No sirve de nada mirar al cielo y pintar su atardecer en mis retinas, no sirve verter a una luna llena acuarelas baratas, no sirve adornar las nubes a golpe de carboncillo, es triste respirar el aroma oleoso del ocaso del día, precioso, infinito, breve, intenso, ligero... Inhalo la brisa que el agua de una fuente trae hacia mi, relajo mi pecho y muerdo mis dedos y contemplo la vida que transcurre delante de mis ojos.
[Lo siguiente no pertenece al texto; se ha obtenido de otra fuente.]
//! # clipsource - Archive collaborators and session building for ClipFeed
//!
//! `clipsource` holds everything between an archive identifier and a
//! playable [`Session`]:
//!
//! - **Archive access**: the [`ArchiveClient`] trait (metadata, file listing,
//!   byte-range locators, duration estimates, random draws per collection)
//! - **Media**: [`MediaOpener`], [`MediaAsset`] and the [`Player`] /
//!   [`PlaybackHandle`] pair used to warm up buffers
//! - **Preferences**: a read-only [`PreferenceStore`] snapshot
//! - **Session building**: [`SessionBuilder`], cancellable at every step
//!
//! ## Quick Start
//!
//! ```no_run
//! use clipsource::memory::{MemoryArchive, SimulatedMediaOpener};
//! use clipsource::{MemoryPreferences, Preferences, SessionBuilder};
//! use std::sync::Arc;
//! use tokio_util::sync::CancellationToken;
//!
//! #[tokio::main]
//! async fn main() -> Result<(), Box<dyn std::error::Error>> {
//!     let archive = Arc::new(MemoryArchive::new());
//!     archive.insert_clip("duck_and_cover", "prelinger", 562.0);
//!
//!     let builder = SessionBuilder::new(
//!         archive,
//!         Arc::new(SimulatedMediaOpener::new()),
//!         Arc::new(MemoryPreferences::new(Preferences::new(["prelinger"], Vec::<String>::new()))),
//!     );
//!
//!     let session = builder.build("duck_and_cover", &CancellationToken::new()).await?;
//!     println!("{} starts at {:.1}s", session.title(), session.start_offset());
//!     Ok(())
//! }
//! ```

pub mod client;
pub mod error;
pub mod media;
pub mod memory;
pub mod models;
pub mod preferences;
pub mod session;

pub use client::{ArchiveClient, FallbackPool, Weighting};
pub use error::{ErrorKind, FetchError, Result};
pub use media::{BufferStatus, MediaAsset, MediaOpener, OpenOptions, PlaybackHandle, Player};
pub use models::{FileRef, MediaFormat, Metadata};
pub use preferences::{MemoryPreferences, PreferenceStore, Preferences};
pub use session::{
    pick_start_offset, start_offset_window, IdentifierSource, Session, SessionBuilder,
    SessionFactory,
};
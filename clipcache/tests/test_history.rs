use clipcache::PlaybackHistory;
use clipsource::memory::{MemoryArchive, SimulatedMediaOpener};
use clipsource::{MemoryPreferences, Session, SessionBuilder};
use std::sync::Arc;
use tokio_util::sync::CancellationToken;

async fn sessions(ids: &[&str]) -> Vec<Arc<Session>> {
    let archive = Arc::new(MemoryArchive::new());
    for id in ids {
        archive.insert_clip(id, "films", 300.0);
    }
    let builder = SessionBuilder::new(
        archive,
        Arc::new(SimulatedMediaOpener::new()),
        Arc::new(MemoryPreferences::default()),
    );
    let mut out = Vec::new();
    for id in ids {
        out.push(Arc::new(
            builder.build(id, &CancellationToken::new()).await.unwrap(),
        ));
    }
    out
}

fn id(session: Option<Arc<Session>>) -> Option<String> {
    session.map(|s| s.identifier().to_string())
}

#[tokio::test]
async fn test_cursor_navigation() {
    let s = sessions(&["a", "b", "c"]).await;
    let mut history = PlaybackHistory::default();
    assert!(history.current().is_none());
    assert!(history.peek_previous().is_none());

    for session in &s {
        history.push(session.clone());
    }
    assert_eq!(id(history.current()), Some("c".into()));
    assert_eq!(id(history.peek_previous()), Some("b".into()));
    assert!(history.peek_next().is_none());
    assert!(history.is_at_end());

    assert_eq!(id(history.back()), Some("b".into()));
    assert_eq!(id(history.back()), Some("a".into()));
    assert!(history.back().is_none());
    assert_eq!(id(history.current()), Some("a".into()));
    assert_eq!(id(history.peek_next()), Some("b".into()));
    assert!(!history.is_at_end());

    assert_eq!(id(history.forward()), Some("b".into()));
    assert_eq!(id(history.forward()), Some("c".into()));
    assert!(history.forward().is_none());
}

#[tokio::test]
async fn test_push_discards_entries_ahead() {
    let s = sessions(&["a", "b", "c", "d"]).await;
    let mut history = PlaybackHistory::default();
    for session in &s[..3] {
        history.push(session.clone());
    }
    history.back();
    history.back();

    history.push(s[3].clone());
    assert_eq!(history.len(), 2);
    assert_eq!(id(history.current()), Some("d".into()));
    assert_eq!(id(history.peek_previous()), Some("a".into()));
}

#[tokio::test]
async fn test_bounded_length() {
    let s = sessions(&["a", "b", "c", "d", "e"]).await;
    let mut history = PlaybackHistory::new(3);
    for session in &s {
        history.push(session.clone());
    }

    assert_eq!(history.len(), 3);
    assert!(!history.contains("a"));
    assert!(!history.contains("b"));
    assert_eq!(id(history.current()), Some("e".into()));
    history.back();
    history.back();
    assert!(history.back().is_none());
    assert_eq!(id(history.current()), Some("c".into()));
}

#[tokio::test]
async fn test_remove_keeps_cursor_on_current() {
    let s = sessions(&["a", "b", "c", "d"]).await;
    let mut history = PlaybackHistory::default();
    for session in &s {
        history.push(session.clone());
    }
    history.back(); // current = c

    assert_eq!(history.remove("a"), 1);
    assert_eq!(id(history.current()), Some("c".into()));
    assert_eq!(id(history.peek_previous()), Some("b".into()));
    assert_eq!(id(history.peek_next()), Some("d".into()));

    // the current entry is never removed
    assert_eq!(history.remove("c"), 0);
    assert_eq!(history.remove("d"), 1);
    assert!(history.is_at_end());

    history.clear();
    assert!(history.is_empty());
    assert!(history.current().is_none());
}

#[tokio::test]
async fn test_push_behind_keeps_entries_ahead() {
    let s = sessions(&["a", "b", "p"]).await;
    let mut history = PlaybackHistory::default();
    history.push(s[0].clone());
    history.push(s[1].clone());
    history.back(); // current = a

    history.push_behind(s[2].clone());
    assert_eq!(id(history.current()), Some("p".into()));
    assert!(history.peek_previous().is_none());
    assert_eq!(id(history.forward()), Some("a".into()));
    assert_eq!(id(history.forward()), Some("b".into()));
    assert_eq!(history.len(), 3);
}

#[tokio::test]
async fn test_push_behind_respects_bound() {
    let s = sessions(&["a", "b", "c", "d"]).await;

    // cursor on the last entry: the oldest entry expires
    let mut history = PlaybackHistory::new(2);
    history.push(s[0].clone());
    history.push(s[1].clone());
    history.push_behind(s[2].clone());
    assert_eq!(history.len(), 2);
    assert_eq!(id(history.current()), Some("c".into()));
    assert_eq!(id(history.peek_next()), Some("b".into()));
    assert!(!history.contains("a"));

    // cursor on the first entry: the farthest entry ahead expires
    assert!(history.back().is_none());
    history.push_behind(s[3].clone());
    assert_eq!(history.len(), 2);
    assert_eq!(id(history.current()), Some("d".into()));
    assert_eq!(id(history.peek_next()), Some("c".into()));
    assert!(!history.contains("b"));

    // empty history behaves like push
    let mut empty = PlaybackHistory::default();
    empty.push_behind(s[0].clone());
    assert_eq!(id(empty.current()), Some("a".into()));
}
Espejos que no me dicen nada, palabras se escriben en el vaho mientras pierdo la noción del tiempo y mi mente pierde las ganas de volar, tirando a ras de suelo verbos que jamás pasaron a formar parte de una frase, de un texto, como un libro con las hojas arrancadas olvidado en el banco negro oxidado, aquel banco en donde la luz peinaba mi fría piel, aquel banco que no perdonó a la paloma tullida.
Vacío mis ojos, lleno mis recuerdos, busco el grafito para dibujar mi sombra en la pared, la cual escapa por las molduras cual Peter Pan, trepa hasta abrir la ventana y descubrir que ya estaba en Nunca Jamás, donde los relojes suenan, los días se suceden, pero no cambia ni un ápice mi reflejo en el subsuelo.
La piel llora y las horas maldicen la pura mañana en la que el frío se precipitó al vacío dejando su halo como un reguero de sangre incolora, salada, apuntalada con diez clavos y atada a un álbum fotográfico. La gota que comenzó siendo ínfima, creció, su cuerpo tomó densidad para terminar por evaporarse en una noche helada con un simple soplo.
Volverás a la cadena de tus recuerdos, caerás en el óxido, mientras que mi nombre siempre se mantendrá cosido en los retales de tu alma junto al cajón del olvido.